Every entry needs to be repeated exactly, with nothing left out.

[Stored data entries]
┌──

//! hidden wax macros 🤫

#[doc(hidden)]
#[macro_use]
pub mod enums;

#[doc(hidden)]
pub use ::paste::paste;

#[doc(hidden)]
#[macro_export]
/// Generates `with_*` (consuming) and `set_*` (by mutable reference)
/// variants from a single builder method body.
///
/// Methods which take an `Option` additionally get the
/// `maybe_*`, `without_*` and `unset_*` forms. Methods returning
/// a `Result` get `try_` prefixed names.
macro_rules! __generate_set_and_with {
    (
        $(#[$outer_doc:meta])*
        $vis:vis fn $fn_name:ident(mut $self_token:ident, $param_name:ident: Option<$param_ty:ty> $(,)?) -> Self {
            $($body:tt)*
        }
    ) => {
        $crate::macros::paste! {

            $(#[$outer_doc])*
            #[must_use]
            $vis fn [<maybe_with_ $fn_name>](mut $self_token, $param_name: Option<$param_ty>) -> Self {
                $($body)*
            }

            $(#[$outer_doc])*
            $vis fn [<maybe_set_ $fn_name>](&mut $self_token, $param_name: Option<$param_ty>) -> &mut Self {
                $($body)*
            }

            $(#[$outer_doc])*
            #[must_use]
            $vis fn [<with_ $fn_name>](mut $self_token, $param_name: $param_ty) -> Self {
                let $param_name: Option<$param_ty> = Some($param_name);
                $($body)*
            }

            $(#[$outer_doc])*
            $vis fn [<set_ $fn_name>](&mut $self_token, $param_name: $param_ty) -> &mut Self {
                let $param_name: Option<$param_ty> = Some($param_name);
                $($body)*
            }

            $(#[$outer_doc])*
            #[must_use]
            $vis fn [<without_ $fn_name>](mut $self_token) -> Self {
                let $param_name: Option<$param_ty> = None;
                $($body)*
            }

            $(#[$outer_doc])*
            $vis fn [<unset_ $fn_name>](&mut $self_token) -> &mut Self {
                let $param_name: Option<$param_ty> = None;
                $($body)*
            }

        }
    };
    (
        $(#[$outer_doc:meta])*
        $vis:vis fn $fn_name:ident(mut $self_token:ident, $($param_name:ident: $param_ty:ty),+ $(,)?) -> Self {
            $($body:tt)*
        }
    ) => {
        $crate::macros::paste! {
            $(#[$outer_doc])*
            #[must_use]
            $vis fn [<with_ $fn_name>](mut $self_token, $($param_name: $param_ty),+) -> Self {
                $($body)*
            }

            $(#[$outer_doc])*
            $vis fn [<set_ $fn_name>](&mut $self_token, $($param_name: $param_ty),+) -> &mut Self {
                $($body)*
            }
        }
    };
    (
        $(#[$outer_doc:meta])*
        $vis:vis fn $fn_name:ident(mut $self_token:ident, $($param_name:ident: $param_ty:ty),+ $(,)?) -> Result<Self, $error:ty> {
            $($body:tt)*
        }
    ) => {
        $crate::macros::paste! {
            $(#[$outer_doc])*
            $vis fn [<try_with_ $fn_name>](mut $self_token, $($param_name: $param_ty),+) -> Result<Self, $error> {
                $($body)*
            }

            $(#[$outer_doc])*
            $vis fn [<try_set_ $fn_name>](&mut $self_token, $($param_name: $param_ty),+) -> Result<&mut Self, $error> {
                $($body)*
            }
        }
    };
}

#[doc(inline)]
pub use crate::__generate_set_and_with as generate_set_and_with;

└──

● **WRITTEN SOLUTION**
//! hidden wax macros 🤫

#[doc(hidden)]
#[macro_use]
pub mod enums;

#[doc(hidden)]
pub use ::paste::paste;

#[doc(hidden)]
#[macro_export]
/// Generates `with_*` (consuming) and `set_*` (by mutable reference)
/// variants from a single builder method body.
///
/// Methods which take an `Option` additionally get the
/// `maybe_*`, `without_*` and `unset_*` forms. Methods returning
/// a `Result` get `try_` prefixed names.
macro_rules! __generate_set_and_with {
    (
        $(#[$outer_doc:meta])*
        $vis:vis fn $fn_name:ident(mut $self_token:ident, $param_name:ident: Option<$param_ty:ty> $(,)?) -> Self {
            $($body:tt)*
        }
    ) => {
        $crate::macros::paste! {

            $(#[$outer_doc])*
            #[must_use]
            $vis fn [<maybe_with_ $fn_name>](mut $self_token, $param_name: Option<$param_ty>) -> Self {
                $($body)*
            }

            $(#[$outer_doc])*
            $vis fn [<maybe_set_ $fn_name>](&mut $self_token, $param_name: Option<$param_ty>) -> &mut Self {
                $($body)*
            }

            $(#[$outer_doc])*
            #[must_use]
            $vis fn [<with_ $fn_name>](mut $self_token, $param_name: $param_ty) -> Self {
                let $param_name: Option<$param_ty> = Some($param_name);
                $($body)*
            }

            $(#[$outer_doc])*
            $vis fn [<set_ $fn_name>](&mut $self_token, $param_name: $param_ty) -> &mut Self {
                let $param_name: Option<$param_ty> = Some($param_name);
                $($body)*
            }

            $(#[$outer_doc])*
            #[must_use]
            $vis fn [<without_ $fn_name>](mut $self_token) -> Self {
                let $param_name: Option<$param_ty> = None;
                $($body)*
            }

            $(#[$outer_doc])*
            $vis fn [<unset_ $fn_name>](&mut $self_token) -> &mut Self {
                let $param_name: Option<$param_ty> = None;
                $($body)*
            }

        }
    };
    (
        $(#[$outer_doc:meta])*
        $vis:vis fn $fn_name:ident(mut $self_token:ident, $($param_name:ident: $param_ty:ty),+ $(,)?) -> Self {
            $($body:tt)*
        }
    ) => {
        $crate::macros::paste! {
            $(#[$outer_doc])*
            #[must_use]
            $vis fn [<with_ $fn_name>](mut $self_token, $($param_name: $param_ty),+) -> Self {
                $($body)*
            }

            $(#[$outer_doc])*
            $vis fn [<set_ $fn_name>](&mut $self_token, $($param_name: $param_ty),+) -> &mut Self {
                $($body)*
            }
        }
    };
    (
        $(#[$outer_doc:meta])*
        $vis:vis fn $fn_name:ident(mut $self_token:ident, $($param_name:ident: $param_ty:ty),+ $(,)?) -> Result<Self, $error:ty> {
            $($body:tt)*
        }
    ) => {
        $crate::macros::paste! {
            $(#[$outer_doc])*
            $vis fn [<try_with_ $fn_name>](mut $self_token, $($param_name: $param_ty),+) -> Result<Self, $error> {
                $($body)*
            }

            $(#[$outer_doc])*
            $vis fn [<try_set_ $fn_name>](&mut $self_token, $($param_name: $param_ty),+) -> Result<&mut Self, $error> {
                $($body)*
            }
        }
    };
}

#[doc(inline)]
pub use crate::__generate_set_and_with as generate_set_and_with;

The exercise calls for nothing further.